[Exercise description]:
Your response should match the records line for line.

Stored data:
● ● ● ● ● ● ●
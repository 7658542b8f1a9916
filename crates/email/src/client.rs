use async_trait::async_trait;
use base64::engine::general_purpose::URL_SAFE;
use base64::Engine;
use crmpilot_core::config::EmailConfig;
use crmpilot_core::errors::ExecutionError;
use reqwest::{Client, StatusCode};
use secrecy::{ExposeSecret, SecretString};
use serde::{Deserialize, Serialize};
use thiserror::Error;
use tracing::info;

/// Outbound email seam. Send-only: the dispatcher never reads mailboxes.
#[async_trait]
pub trait EmailApi: Send + Sync {
    async fn send_email(
        &self,
        to: &str,
        subject: &str,
        body: &str,
    ) -> Result<SentMessage, EmailError>;
}

#[derive(Clone, Debug, Deserialize)]
pub struct SentMessage {
    pub id: String,
    #[serde(rename = "threadId", default)]
    pub thread_id: Option<String>,
}

#[derive(Debug, Error)]
pub enum EmailError {
    #[error("email service rejected the access token; check email.access_token")]
    Auth,
    #[error("email service rejected the message: {detail}")]
    Rejected { detail: String },
    #[error("email upstream failure {status}: {detail}")]
    Upstream { status: u16, detail: String },
    #[error("email request failed: {0}")]
    Transport(#[from] reqwest::Error),
}

impl From<EmailError> for ExecutionError {
    fn from(error: EmailError) -> Self {
        match &error {
            EmailError::Auth => ExecutionError::auth(error.to_string()),
            EmailError::Rejected { .. } => ExecutionError::invalid_input(error.to_string()),
            EmailError::Upstream { .. } | EmailError::Transport(_) => {
                ExecutionError::transport(error.to_string())
            }
        }
    }
}

/// Gmail REST client. Messages are assembled as RFC 2822 text, base64url
/// encoded, and posted to the authenticated user's send endpoint.
pub struct GmailClient {
    client: Client,
    base_url: String,
    sender: String,
    access_token: SecretString,
}

#[derive(Debug, Serialize)]
struct SendRequest {
    raw: String,
}

impl GmailClient {
    pub fn new(client: Client, config: &EmailConfig) -> Self {
        Self {
            client,
            base_url: config.base_url.trim_end_matches('/').to_string(),
            sender: config.sender.clone(),
            access_token: config.access_token.clone(),
        }
    }
}

fn map_status(status: StatusCode, detail: String) -> EmailError {
    match status {
        StatusCode::UNAUTHORIZED | StatusCode::FORBIDDEN => EmailError::Auth,
        status if status.is_client_error() => EmailError::Rejected {
            detail: if detail.is_empty() { status.to_string() } else { detail },
        },
        // 5xx is the remote side's problem, not the message's; callers
        // may retry
        status => EmailError::Upstream { status: status.as_u16(), detail },
    }
}

/// RFC 2822 message with just the headers Gmail needs; the authenticated
/// account supplies the From address.
fn encode_message(to: &str, subject: &str, body: &str) -> String {
    let message = format!("To: {to}\r\nSubject: {subject}\r\n\r\n{body}");
    URL_SAFE.encode(message.as_bytes())
}

#[async_trait]
impl EmailApi for GmailClient {
    async fn send_email(
        &self,
        to: &str,
        subject: &str,
        body: &str,
    ) -> Result<SentMessage, EmailError> {
        let url = format!("{}/gmail/v1/users/{}/messages/send", self.base_url, self.sender);
        let request = SendRequest { raw: encode_message(to, subject, body) };

        let response = self
            .client
            .post(url)
            .bearer_auth(self.access_token.expose_secret())
            .json(&request)
            .send()
            .await?;

        let status = response.status();
        if !status.is_success() {
            let detail = response.text().await.unwrap_or_default();
            return Err(map_status(status, detail));
        }

        let sent: SentMessage = response.json().await?;
        info!(event_name = "email.sent", message_id = %sent.id, "message accepted by gmail");
        Ok(sent)
    }
}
● ● ● ● ● ● ●
[Reply to the exercise]:
repository 7658542b8f1a9916
filename crates/email/src/client.rs
use async_trait::async_trait;
use base64::engine::general_purpose::URL_SAFE;
use base64::Engine;
use crmpilot_core::config::EmailConfig;
use crmpilot_core::errors::ExecutionError;
use reqwest::{Client, StatusCode};
use secrecy::{ExposeSecret, SecretString};
use serde::{Deserialize, Serialize};
use thiserror::Error;
use tracing::info;

/// Outbound email seam. Send-only: the dispatcher never reads mailboxes.
#[async_trait]
pub trait EmailApi: Send + Sync {
    async fn send_email(
        &self,
        to: &str,
        subject: &str,
        body: &str,
    ) -> Result<SentMessage, EmailError>;
}

#[derive(Clone, Debug, Deserialize)]
pub struct SentMessage {
    pub id: String,
    #[serde(rename = "threadId", default)]
    pub thread_id: Option<String>,
}

#[derive(Debug, Error)]
pub enum EmailError {
    #[error("email service rejected the access token; check email.access_token")]
    Auth,
    #[error("email service rejected the message: {detail}")]
    Rejected { detail: String },
    #[error("email upstream failure {status}: {detail}")]
    Upstream { status: u16, detail: String },
    #[error("email request failed: {0}")]
    Transport(#[from] reqwest::Error),
}

impl From<EmailError> for ExecutionError {
    fn from(error: EmailError) -> Self {
        match &error {
            EmailError::Auth => ExecutionError::auth(error.to_string()),
            EmailError::Rejected { .. } => ExecutionError::invalid_input(error.to_string()),
            EmailError::Upstream { .. } | EmailError::Transport(_) => {
                ExecutionError::transport(error.to_string())
            }
        }
    }
}

/// Gmail REST client. Messages are assembled as RFC 2822 text, base64url
/// encoded, and posted to the authenticated user's send endpoint.
pub struct GmailClient {
    client: Client,
    base_url: String,
    sender: String,
    access_token: SecretString,
}

#[derive(Debug, Serialize)]
struct SendRequest {
    raw: String,
}

impl GmailClient {
    pub fn new(client: Client, config: &EmailConfig) -> Self {
        Self {
            client,
            base_url: config.base_url.trim_end_matches('/').to_string(),
            sender: config.sender.clone(),
            access_token: config.access_token.clone(),
        }
    }
}

fn map_status(status: StatusCode, detail: String) -> EmailError {
    match status {
        StatusCode::UNAUTHORIZED | StatusCode::FORBIDDEN => EmailError::Auth,
        status if status.is_client_error() => EmailError::Rejected {
            detail: if detail.is_empty() { status.to_string() } else { detail },
        },
        // 5xx is the remote side's problem, not the message's; callers
        // may retry
        status => EmailError::Upstream { status: status.as_u16(), detail },
    }
}

/// RFC 2822 message with just the headers Gmail needs; the authenticated
/// account supplies the From address.
fn encode_message(to: &str, subject: &str, body: &str) -> String {
    let message = format!("To: {to}\r\nSubject: {subject}\r\n\r\n{body}");
    URL_SAFE.encode(message.as_bytes())
}

#[async_trait]
impl EmailApi for GmailClient {
    async fn send_email(
        &self,
        to: &str,
        subject: &str,
        body: &str,
    ) -> Result<SentMessage, EmailError> {
        let url = format!("{}/gmail/v1/users/{}/messages/send", self.base_url, self.sender);
        let request = SendRequest { raw: encode_message(to, subject, body) };

        let response = self
            .client
            .post(url)
            .bearer_auth(self.access_token.expose_secret())
            .json(&request)
            .send()
            .await?;

        let status = response.status();
        if !status.is_success() {
            let detail = response.text().await.unwrap_or_default();
            return Err(map_status(status, detail));
        }

        let sent: SentMessage = response.json().await?;
        info!(event_name = "email.sent", message_id = %sent.id, "message accepted by gmail");
        Ok(sent)
    }
}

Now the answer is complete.